Environmental Regulation: We sold our chemical distribution operations in 1987 and retained responsibility for
certain environmental obligations. Agreements with the Environmental Protection Agency and certain states may
require environmental assessments and cleanups at several closed sites. These matters are described further in
Financial Note 17 to the consolidated financial statements, “Other Commitments and Contingent Liabilities,”
appearing in this Annual Report on Form 10-K. Other than any expenditures that may be required in connection
with those legal matters, we do not anticipate making substantial capital expenditures either for environmental
issues, or to comply with environmental laws and regulations in the future. The amount of our capital expenditures
for environmental compliance was not material in 2008 and is not expected to be material in the next year.

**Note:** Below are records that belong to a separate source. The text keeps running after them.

#[cfg(test)]
mod tests {
    use super::*;
    use crate::argument::Argument;
    use crate::test_support::{MockBot, author, channel, options};
    use relay_core::Bot;

    fn parser(content: &str, trigger: &PrefixTrigger) -> PrefixCommandParser {
        let message = TextMessage::new(author(), channel(), content);
        PrefixCommandParser::new(Arc::new(message), MockBot::new(), trigger)
    }

    #[test]
    fn test_tokenization() {
        let p = parser("!foo bar baz", &PrefixTrigger::default());
        assert!(p.is_command());
        assert_eq!(p.tokens(), &["foo", "bar", "baz"]);
        assert_eq!(p.command_name(), Some("foo"));
        assert_eq!(p.raw_options(), &["bar", "baz"]);
    }

    #[test]
    fn test_not_a_command() {
        let trigger = PrefixTrigger::default();
        assert!(!parser("hello there", &trigger).is_command());
        assert!(!parser("! ping", &trigger).is_command());
        assert!(!parser("!", &trigger).is_command());

        let p = parser("hello", &trigger);
        assert_eq!(p.command_name(), None);
        assert!(p.raw_options().is_empty());
    }

    #[test]
    fn test_trailing_spaces_dropped() {
        let p = parser("!ping  ", &PrefixTrigger::default());
        assert_eq!(p.tokens(), &["ping"]);

        let p = parser("!say a  b", &PrefixTrigger::default());
        assert_eq!(p.tokens(), &["say", "a", "", "b"]);
    }

    #[test]
    fn test_mention_trigger() {
        let bot_id = MockBot::new().self_user().id;
        let trigger = PrefixTrigger::new("!", true);

        let p = parser(&format!("<@{bot_id}> ping"), &trigger);
        assert_eq!(p.command_name(), Some("ping"));

        let p = parser(&format!("<@!{bot_id}> ping now"), &trigger);
        assert_eq!(p.tokens(), &["ping", "now"]);

        assert!(!parser(&format!("<@{bot_id}>ping"), &trigger).is_command());
        assert!(!parser("<@1> ping", &trigger).is_command());

        let off = PrefixTrigger::new("!", false);
        assert!(!parser(&format!("<@{bot_id}> ping"), &off).is_command());
    }

    #[test]
    fn test_empty_prefix_disables_prefix_matching() {
        let trigger = PrefixTrigger::new("", false);
        assert!(!parser("ping", &trigger).is_command());
    }

    #[test]
    fn test_positional_binding_pads_missing_values() {
        let mut p = parser("!calc 5", &PrefixTrigger::default());
        p.bind_properties(
            &CommandPath::TopLevel,
            &options(&[
                ("a", OptionType::Integer),
                ("b", OptionType::Integer),
                ("c", OptionType::Boolean),
            ]),
        );

        let args = p.build_invocation_arguments();
        assert_eq!(args.arity(), 4);
        assert_eq!(args.values(), &[Some(Argument::Integer(5)), None, None]);
        assert!(matches!(args.event(), CommandEvent::Prefix(_)));
    }

    #[test]
    fn test_binding_skips_path_tokens_and_ignores_excess() {
        let mut p = parser("!role admin add 3 TRUE extra", &PrefixTrigger::default());
        p.bind_properties(
            &CommandPath::SubcommandInGroup {
                group: "admin".into(),
                subcommand: "add".into(),
            },
            &options(&[("n", OptionType::Number), ("flag", OptionType::Boolean)]),
        );

        let args = p.build_invocation_arguments();
        assert_eq!(
            args.values(),
            &[Some(Argument::Number(3.0)), Some(Argument::Boolean(true))]
        );
        let event = args.event().as_prefix().unwrap();
        assert_eq!(event.raw_arguments(), &["admin", "add", "3", "TRUE", "extra"]);
        assert_eq!(event.options().len(), 2);
        assert_eq!(event.option("flag").map(|o| o.raw()), Some("TRUE"));
    }

    #[test]
    fn test_failed_coercion_is_absent() {
        let mut p = parser("!calc five nope", &PrefixTrigger::default());
        p.bind_properties(
            &CommandPath::TopLevel,
            &options(&[("a", OptionType::Integer), ("b", OptionType::Boolean)]),
        );
        assert_eq!(p.build_invocation_arguments().values(), &[None::<Argument>, None]);
    }

    #[test]
    fn test_entity_resolution() {
        let target = User::new(42, "carol");
        let member = Member::new(target.clone(), 1);
        let role = Role::new(7, "mods");
        let general = Channel::text(9, "general");
        let file = Attachment {
            id: 11,
            filename: "log.txt".into(),
            url: "https://cdn.example/log.txt".into(),
            size: 10,
            content_type: None,
        };
        let message = TextMessage::new(author(), channel(), "!inspect <@!42> <@&7> <#9> 42 log.txt")
            .mentioning_member(member.clone())
            .mentioning_role(role.clone())
            .mentioning_channel(general.clone())
            .with_attachment(file.clone());

        let mut p = PrefixCommandParser::new(
            Arc::new(message),
            MockBot::new(),
            &PrefixTrigger::default(),
        );
        p.bind_properties(
            &CommandPath::TopLevel,
            &options(&[
                ("who", OptionType::User),
                ("role", OptionType::Role),
                ("where", OptionType::Channel),
                ("any", OptionType::Mentionable),
                ("file", OptionType::Attachment),
            ]),
        );

        let args = p.build_invocation_arguments();
        assert_eq!(
            args.values(),
            &[
                Some(Argument::User {
                    user: target,
                    member: Some(member.clone())
                }),
                Some(Argument::Role(role)),
                Some(Argument::Channel(general)),
                Some(Argument::Mentionable(Mentionable::Member(member))),
                Some(Argument::Attachment(file)),
            ]
        );
    }

    #[test]
    fn test_unknown_mention_is_absent() {
        let mut p = parser("!kick <@5>", &PrefixTrigger::default());
        p.bind_properties(&CommandPath::TopLevel, &options(&[("who", OptionType::User)]));
        assert_eq!(p.build_invocation_arguments().values(), &[None::<Argument>]);
    }

    #[test]
    fn test_parse_mention() {
        assert_eq!(parse_mention("<@12>"), Some(Mention::User(12)));
        assert_eq!(parse_mention("<@!12>"), Some(Mention::User(12)));
        assert_eq!(parse_mention("<@&12>"), Some(Mention::Role(12)));
        assert_eq!(parse_mention("<#12>"), Some(Mention::Channel(12)));
        assert_eq!(parse_mention("12"), Some(Mention::Id(12)));
        assert_eq!(parse_mention("<:emoji:12>"), None);
        assert_eq!(parse_mention("bob"), None);
    }
}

Employees: On March 31, 2008, we employed approximately 32,900 persons compared to 31,800 in 2007 and
26,400 in 2006.
Financial Information About Foreign and Domestic Operations: Information as to foreign and domestic
operations is included in Financial Notes 1 and 21 to the consolidated financial statements, “Significant Accounting
Policies” and “Segments of Business,” appearing in this Annual Report on Form 10-K.